A few hours ago Facebook announced its purchase of WhatsApp, which has been -more or less- valued at over 13 billion euros, one of the most expensive tech aquisitions ever.
As any well-informed competition lawyer may have learnt from recent case-law, this may seem like a risky investment: WhatsApp operates in a dynamic market, in which barriers to entry are said to be almost inexistent, in which there are no technical or economic obstacles to switching to a competing provider (particularly for small groups of people), in which services are mostly provided for free, and in which, despite the lack interconnection, having the largest network with hundreds of millions of users does not give rise to network effects providing a competitive advantage….
If such reasoning were right, it’d be hard to see why anyone would invest over $40 per user of a 55 employees company.
Bitter ironies aside, this deal raises another interesting question: given WhatsApp’s limited turnover I guess it’s likely that the deal will fall outside EU merger notification thresholds.

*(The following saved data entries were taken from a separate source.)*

use crate::context::SubmissionContext;
use crate::dedup;
use crate::error::{SubmissionError, SubmissionKind, SubmissionOutcome};
use crate::groups;
use crate::notify;
use crate::points;
use crate::processors::{SubmissionFields, player_groups};
use crate::resolver;
use chrono::Utc;
use droptally_db::db;
use droptally_db::models::NewCollectionLogEntry;
use serde_json::json;
use std::sync::Arc;

const CLOG_POINTS: i64 = 5;

#[derive(Debug, Clone)]
pub struct ClogSubmission {
    pub player_name: String,
    pub account_hash: String,
    pub item_name: String,
    pub source_npc: String,
    pub reported_slots: Option<i32>,
    pub kill_count: Option<i64>,
    pub unique_id: Option<String>,
    pub used_api: bool,
    pub image_url: Option<String>,
}

impl ClogSubmission {
    pub fn from_fields(fields: &SubmissionFields) -> Result<Self, SubmissionError> {
        Ok(Self {
            player_name: fields.required(&["player_name", "player"], "player name")?,
            account_hash: fields.required(&["acc_hash", "account_hash"], "account hash")?,
            item_name: fields.required(&["item_name", "item"], "item name")?,
            source_npc: fields.required(&["source", "npc_name"], "source npc")?,
            reported_slots: fields.get_i32(&["reported_slots", "slots"]),
            kill_count: fields.get_i64(&["kc", "killcount"]),
            unique_id: fields.get(&["guid", "unique_id"]).map(str::to_string),
            used_api: fields.get_bool(&["used_api"]),
            image_url: fields.get(&["image_url"]).map(str::to_string),
        })
    }
}

pub async fn process(
    ctx: &Arc<SubmissionContext>,
    fields: &SubmissionFields,
) -> Result<SubmissionOutcome, SubmissionError> {
    let sub = ClogSubmission::from_fields(fields)?;

    dedup::ensure_can_create(ctx, SubmissionKind::CollectionLog, sub.unique_id.as_deref()).await?;

    let player = resolver::resolve_player_and_auth(ctx, &sub.player_name, &sub.account_hash).await?;
    let player_id = player.player_id;

    // The item must be confirmable externally; a log slot for an item the
    // wiki has never heard of is rejected.
    let item = resolver::resolve_item(ctx, None, Some(&sub.item_name)).await?;
    let Some(item) = item else {
        return Err(SubmissionError::unknown_item(&sub.item_name));
    };

    let npc = resolver::resolve_npc(ctx, &sub.source_npc, player_id, &sub.player_name).await?;
    let Some((npc_id, npc_name)) = npc else {
        return Err(SubmissionError::unknown_npc(&sub.source_npc));
    };

    let item_id = item.item_id;
    let reported_slots = sub.reported_slots;
    let image_url = sub.image_url.clone();
    let unique_id = sub.unique_id.clone();
    let used_api = sub.used_api;
    let (log_id, image_url, is_new) = ctx
        .run_db(move |conn| {
            if let Some(existing) = db::find_collection_log_entry(conn, player_id, item_id)? {
                return Ok((existing.log_id, existing.image_url, false));
            }
            let created = db::insert_collection_log_entry(
                conn,
                &NewCollectionLogEntry {
                    player_id,
                    item_id,
                    npc_id,
                    reported_slots,
                    image_url: image_url.as_deref(),
                    used_api,
                    unique_id: unique_id.as_deref(),
                    date_added: Utc::now().naive_utc(),
                },
            )?;
            Ok((created.log_id, created.image_url, true))
        })
        .await?;

    if !is_new {
        return Ok(SubmissionOutcome::new(
            SubmissionKind::CollectionLog,
            Some(log_id),
        ));
    }

    let source = format!("Collection Log slot: {}", sub.item_name);
    ctx.run_db(move |conn| {
        points::award_points_to_player(
            conn,
            player_id,
            CLOG_POINTS,
            &source,
            Some(points::DEFAULT_EXPIRY_DAYS),
        )
    })
    .await?;

    let data = json!({
        "player_name": sub.player_name,
        "player_id": player_id,
        "item_name": sub.item_name,
        "npc_name": npc_name,
        "image_url": image_url,
        "kc_received": sub.kill_count,
        "item_id": item_id,
    });

    let mut dm_sent = false;
    for group in player_groups(ctx, player_id).await? {
        let group_id = group.group_id;
        let enabled = ctx
            .run_db(move |conn| Ok(groups::group_notify_enabled(conn, group_id, "notify_clogs")?))
            .await?;
        if !enabled {
            continue;
        }
        notify::enqueue(ctx, "clog", player_id, &data, Some(group_id)).await?;
        if !dm_sent {
            notify::enqueue_dm_if_enabled(ctx, &player, "dm_clogs", "dm_clog", &data).await?;
            dm_sent = true;
        }
    }

    Ok(SubmissionOutcome::new(
        SubmissionKind::CollectionLog,
        Some(log_id),
    ))
}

Now, should it? I don’t have a stance on this, but now that there are so many ongoing discussions about the reform of the scope of the Merger Control Regulation, it could perhaps be useful to reflect on whether turnover thresholds are well-suited to reach mergers in the era of free services, in which turnover may not always be good proxy to competitive significance. Think of the possibility that depending on market definition, these transactions could only have to be notified in jurisdictions contemplating market share thresholds (which I’ve always criticized but that remain in place in Spain and Portugal); does that make sense? To be sure, I’m not saying this merger raises any substantive competition concerns; my point is a more general one unrelated to the specificities of any particular case.